Saved data entries:
========

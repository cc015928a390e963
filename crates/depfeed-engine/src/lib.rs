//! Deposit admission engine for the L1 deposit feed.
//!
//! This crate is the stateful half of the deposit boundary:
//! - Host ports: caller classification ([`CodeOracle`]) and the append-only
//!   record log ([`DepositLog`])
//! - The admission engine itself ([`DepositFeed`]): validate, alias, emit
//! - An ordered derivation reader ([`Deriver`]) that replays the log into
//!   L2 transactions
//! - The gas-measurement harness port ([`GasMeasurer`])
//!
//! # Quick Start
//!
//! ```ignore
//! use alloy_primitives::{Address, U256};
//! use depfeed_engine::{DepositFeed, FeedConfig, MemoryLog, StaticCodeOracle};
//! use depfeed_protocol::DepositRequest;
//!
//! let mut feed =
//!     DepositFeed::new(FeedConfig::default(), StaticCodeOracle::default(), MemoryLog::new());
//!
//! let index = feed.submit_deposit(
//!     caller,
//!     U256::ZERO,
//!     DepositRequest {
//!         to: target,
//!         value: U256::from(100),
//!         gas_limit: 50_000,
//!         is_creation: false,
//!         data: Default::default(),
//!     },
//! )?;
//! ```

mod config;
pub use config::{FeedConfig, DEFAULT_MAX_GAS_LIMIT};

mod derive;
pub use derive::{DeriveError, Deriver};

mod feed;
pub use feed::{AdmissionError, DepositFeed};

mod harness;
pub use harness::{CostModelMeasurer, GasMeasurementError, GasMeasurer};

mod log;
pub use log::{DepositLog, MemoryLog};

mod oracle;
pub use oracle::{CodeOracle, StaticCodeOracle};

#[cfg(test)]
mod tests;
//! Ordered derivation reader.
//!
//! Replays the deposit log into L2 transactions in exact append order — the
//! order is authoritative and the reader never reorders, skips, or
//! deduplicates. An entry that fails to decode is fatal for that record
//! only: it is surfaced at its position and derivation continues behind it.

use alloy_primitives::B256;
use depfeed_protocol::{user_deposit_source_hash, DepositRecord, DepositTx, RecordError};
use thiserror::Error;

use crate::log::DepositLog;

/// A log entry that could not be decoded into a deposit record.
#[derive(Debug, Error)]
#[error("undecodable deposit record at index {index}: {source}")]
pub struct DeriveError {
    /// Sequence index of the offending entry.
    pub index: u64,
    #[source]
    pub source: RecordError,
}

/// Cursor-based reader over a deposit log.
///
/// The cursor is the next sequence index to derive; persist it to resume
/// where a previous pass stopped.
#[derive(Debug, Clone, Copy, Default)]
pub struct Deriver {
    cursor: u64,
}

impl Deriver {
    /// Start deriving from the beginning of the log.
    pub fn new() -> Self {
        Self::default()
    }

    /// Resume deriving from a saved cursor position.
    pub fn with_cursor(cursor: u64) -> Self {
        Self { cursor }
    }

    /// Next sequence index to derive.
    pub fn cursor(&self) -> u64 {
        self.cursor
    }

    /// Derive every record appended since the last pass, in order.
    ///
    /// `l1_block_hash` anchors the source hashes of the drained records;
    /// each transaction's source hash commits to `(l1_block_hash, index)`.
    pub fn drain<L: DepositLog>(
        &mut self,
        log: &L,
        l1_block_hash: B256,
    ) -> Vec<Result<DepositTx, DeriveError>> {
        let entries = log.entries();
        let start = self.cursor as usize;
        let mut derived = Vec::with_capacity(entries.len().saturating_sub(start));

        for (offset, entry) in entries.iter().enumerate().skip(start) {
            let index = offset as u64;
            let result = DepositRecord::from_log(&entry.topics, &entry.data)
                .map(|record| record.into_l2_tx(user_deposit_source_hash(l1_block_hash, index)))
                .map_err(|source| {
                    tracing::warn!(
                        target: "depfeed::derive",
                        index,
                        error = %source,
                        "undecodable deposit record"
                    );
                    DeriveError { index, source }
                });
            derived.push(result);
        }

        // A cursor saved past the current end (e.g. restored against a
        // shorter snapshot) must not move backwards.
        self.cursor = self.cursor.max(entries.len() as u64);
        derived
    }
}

========

● **WHAT NEEDS TO BE DONE**:
Quote exactly the first line of the entries and every line after it, stopping with the line that contains "mod harness;".

● **COMPLETED EXERCISE**:
repository cc015928a390e963
filename crates/depfeed-engine/src/lib.rs
//! Deposit admission engine for the L1 deposit feed.
//!
//! This crate is the stateful half of the deposit boundary:
//! - Host ports: caller classification ([`CodeOracle`]) and the append-only
//!   record log ([`DepositLog`])
//! - The admission engine itself ([`DepositFeed`]): validate, alias, emit
//! - An ordered derivation reader ([`Deriver`]) that replays the log into
//!   L2 transactions
//! - The gas-measurement harness port ([`GasMeasurer`])
//!
//! # Quick Start
//!
//! ```ignore
//! use alloy_primitives::{Address, U256};
//! use depfeed_engine::{DepositFeed, FeedConfig, MemoryLog, StaticCodeOracle};
//! use depfeed_protocol::DepositRequest;
//!
//! let mut feed =
//!     DepositFeed::new(FeedConfig::default(), StaticCodeOracle::default(), MemoryLog::new());
//!
//! let index = feed.submit_deposit(
//!     caller,
//!     U256::ZERO,
//!     DepositRequest {
//!         to: target,
//!         value: U256::from(100),
//!         gas_limit: 50_000,
//!         is_creation: false,
//!         data: Default::default(),
//!     },
//! )?;
//! ```

mod config;
pub use config::{FeedConfig, DEFAULT_MAX_GAS_LIMIT};

mod derive;
pub use derive::{DeriveError, Deriver};

mod feed;
pub use feed::{AdmissionError, DepositFeed};

mod harness;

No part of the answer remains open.